Medicine News

Ebola as MEDICINE? Protein expressed by Ebola virus enables selective targeting and elimination of brain tumors

The Ebola virus (EBOV) is notorious for causing outbreaks and a deadly disease known as a viral hemorrhagic fever. An aggressive pathogen by nature, EBOV not only infects different organs and cells, it also produces several proteins that help it evade the human body’s immune response to viruses.

But researchers recently discovered a way to manipulate and put one of these proteins to good use. Using recombinant technology, a team from Yale University School of Medicine and Albany Medical College created an artificial virus that expresses this protein and showed that it can selectively target and eliminate brain tumors in mice without causing a brain infection.

Why use a virus?

One of the things viruses are known for is their selectivity. As in the case of polioviruses, which target and destroy motor neurons, most viruses have an affinity for a specific type of cell or tissue. In fact, there are viruses that show a tendency to infect and kill cancer cells exclusively. Called oncolytic viruses, this group includes viruses that can be found in nature, as well as viruses that have been modified by scientists to enhance their targeting efficiency. To date, only one genetically modified oncolytic virus has been approved by the US Food and Drug Administration, and it is used for the treatment of melanomas. (Related: Flu viral strain found to actually CURE liver cancer in groundbreaking research that obliterates medical narratives of the status quo.)

Another reason why scientists find viruses attractive tools for cancer therapy is that most cancer cells lack the ability to defend themselves against viruses. This strategy, however, carries an inherent risk: As the team led by Yale researchers discovered in their previous study, an artificially created (chimeric) virus can remain active in the brain after destroying tumor cells. It can then cause widespread infection of normal brain cells and jeopardize the survival of patients despite eliminating the brain tumor.

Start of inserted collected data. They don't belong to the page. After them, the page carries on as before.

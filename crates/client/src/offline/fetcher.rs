//! Requests, responses and the network seam for the offline cache.

use async_trait::async_trait;
use reqwest::Method;
use reqwest::header::{ACCEPT, CONTENT_TYPE};
use thiserror::Error;
use url::Url;

/// The request could not reach the network.
#[derive(Debug, Clone, Error)]
#[error("network error: {0}")]
pub struct NetworkError(pub String);

/// A request routed through the offline cache.
#[derive(Debug, Clone, PartialEq, Eq)]
pub struct OfflineRequest {
    pub method: Method,
    pub url: Url,
    /// Value of the `Accept` header, if any.
    pub accept: Option<String>,
}

impl OfflineRequest {
    /// A `GET` without an `Accept` header.
    #[must_use]
    pub const fn get(url: Url) -> Self {
        Self {
            method: Method::GET,
            url,
            accept: None,
        }
    }

    /// A `GET` for an HTML document.
    #[must_use]
    pub fn page(url: Url) -> Self {
        Self {
            method: Method::GET,
            url,
            accept: Some("text/html,application/xhtml+xml".to_string()),
        }
    }

    pub(crate) fn accepts_html(&self) -> bool {
        self.accept.as_deref().is_some_and(|a| a.contains("text/html"))
    }
}

/// Where a response came from.
#[derive(Debug, Clone, Copy, PartialEq, Eq)]
pub enum ResponseSource {
    Network,
    Cache,
    /// Built locally because neither network nor cache could answer.
    Fallback,
}

/// A fully buffered response.
#[derive(Debug, Clone, PartialEq, Eq)]
pub struct OfflineResponse {
    pub status: u16,
    pub content_type: Option<String>,
    pub body: Vec<u8>,
    pub source: ResponseSource,
}

impl OfflineResponse {
    /// A response straight from the network.
    #[must_use]
    pub fn network(status: u16, content_type: Option<&str>, body: impl Into<Vec<u8>>) -> Self {
        Self {
            status,
            content_type: content_type.map(String::from),
            body: body.into(),
            source: ResponseSource::Network,
        }
    }

    #[must_use]
    pub fn is_success(&self) -> bool {
        (200..300).contains(&self.status)
    }

    /// Body as UTF-8 text, lossily.
    #[must_use]
    pub fn text(&self) -> String {
        String::from_utf8_lossy(&self.body).into_owned()
    }

    pub(crate) fn from_cache(mut self) -> Self {
        self.source = ResponseSource::Cache;
        self
    }
}

/// Performs network requests for the offline cache.
#[async_trait]
pub trait Fetcher: Send + Sync {
    async fn fetch(&self, request: &OfflineRequest) -> Result<OfflineResponse, NetworkError>;
}

/// [`Fetcher`] backed by `reqwest`.
#[derive(Debug, Clone, Default)]
pub struct HttpFetcher {
    client: reqwest::Client,
}

impl HttpFetcher {
    #[must_use]
    pub const fn new(client: reqwest::Client) -> Self {
        Self { client }
    }
}

#[async_trait]
impl Fetcher for HttpFetcher {
    async fn fetch(&self, request: &OfflineRequest) -> Result<OfflineResponse, NetworkError> {
        let mut builder = self.client.request(request.method.clone(), request.url.clone());
        if let Some(accept) = &request.accept {
            builder = builder.header(ACCEPT, accept);
        }

        let response = builder.send().await.map_err(|e| NetworkError(e.to_string()))?;
        let status = response.status().as_u16();
        let content_type = response
            .headers()
            .get(CONTENT_TYPE)
            .and_then(|v| v.to_str().ok())
            .map(String::from);
        let body = response.bytes().await.map_err(|e| NetworkError(e.to_string()))?;

        Ok(OfflineResponse {
            status,
            content_type,
            body: body.to_vec(),
            source: ResponseSource::Network,
        })
    }
}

Scientists take advantage of EBOV’s inability to infect nerve cells

For their study, the researchers used a modified version of the vesicular stomatitis virus (VSV). Normal VSV selectively targets cells of the central nervous system. The team replaced the gene responsible for VSV’s toxic effect on nerve cells with a gene from EBOV. Despite its reputation as a deadly and aggressive pathogen, EBOV is not neurotropic, meaning it does not attack the nervous system. By using a chimeric VSV that expresses the Ebola protein, the team mitigated the risk of a brain infection while ensuring the selective targeting of brain tumor cells.

The Ebola gene they inserted into the chimeric VSV encodes a glycoprotein with a mucin-like domain (MLD). The researchers believe that this MLD is part of the reason why EBOV can evade immune system detection. They hope that it would give their chimeric VSV the same ability so it could work more efficiently against brain cancer cells.

Using mice with gliomas — a dangerous type of brain tumor — the researchers compared the effects of a chimeric VSV expressing MLD and a chimeric VSV that expresses the Ebola glycoprotein but without MLD. They found that the latter replicated itself at a much faster rate than the chimeric VSV with MLD. On the other hand, while the VSV with no MLD targeted gliomas, it did not prolong the survival of mice with gliomas.

In contrast, the VSV expressing the full Ebola protein including MLD showed substantially better targeting and elimination of brain tumors. It also increased the survival of the brain tumor-bearing mice. While the VSV without MLD began infecting normal brain cells after eliminating tumors, the VSV with MLD caused relatively little infection, suggesting that the Ebola glycoprotein’s MLD protected normal brain cells from viral infection. When tested in mice without gliomas, neither of the two VSVs showed substantive infection in the brain.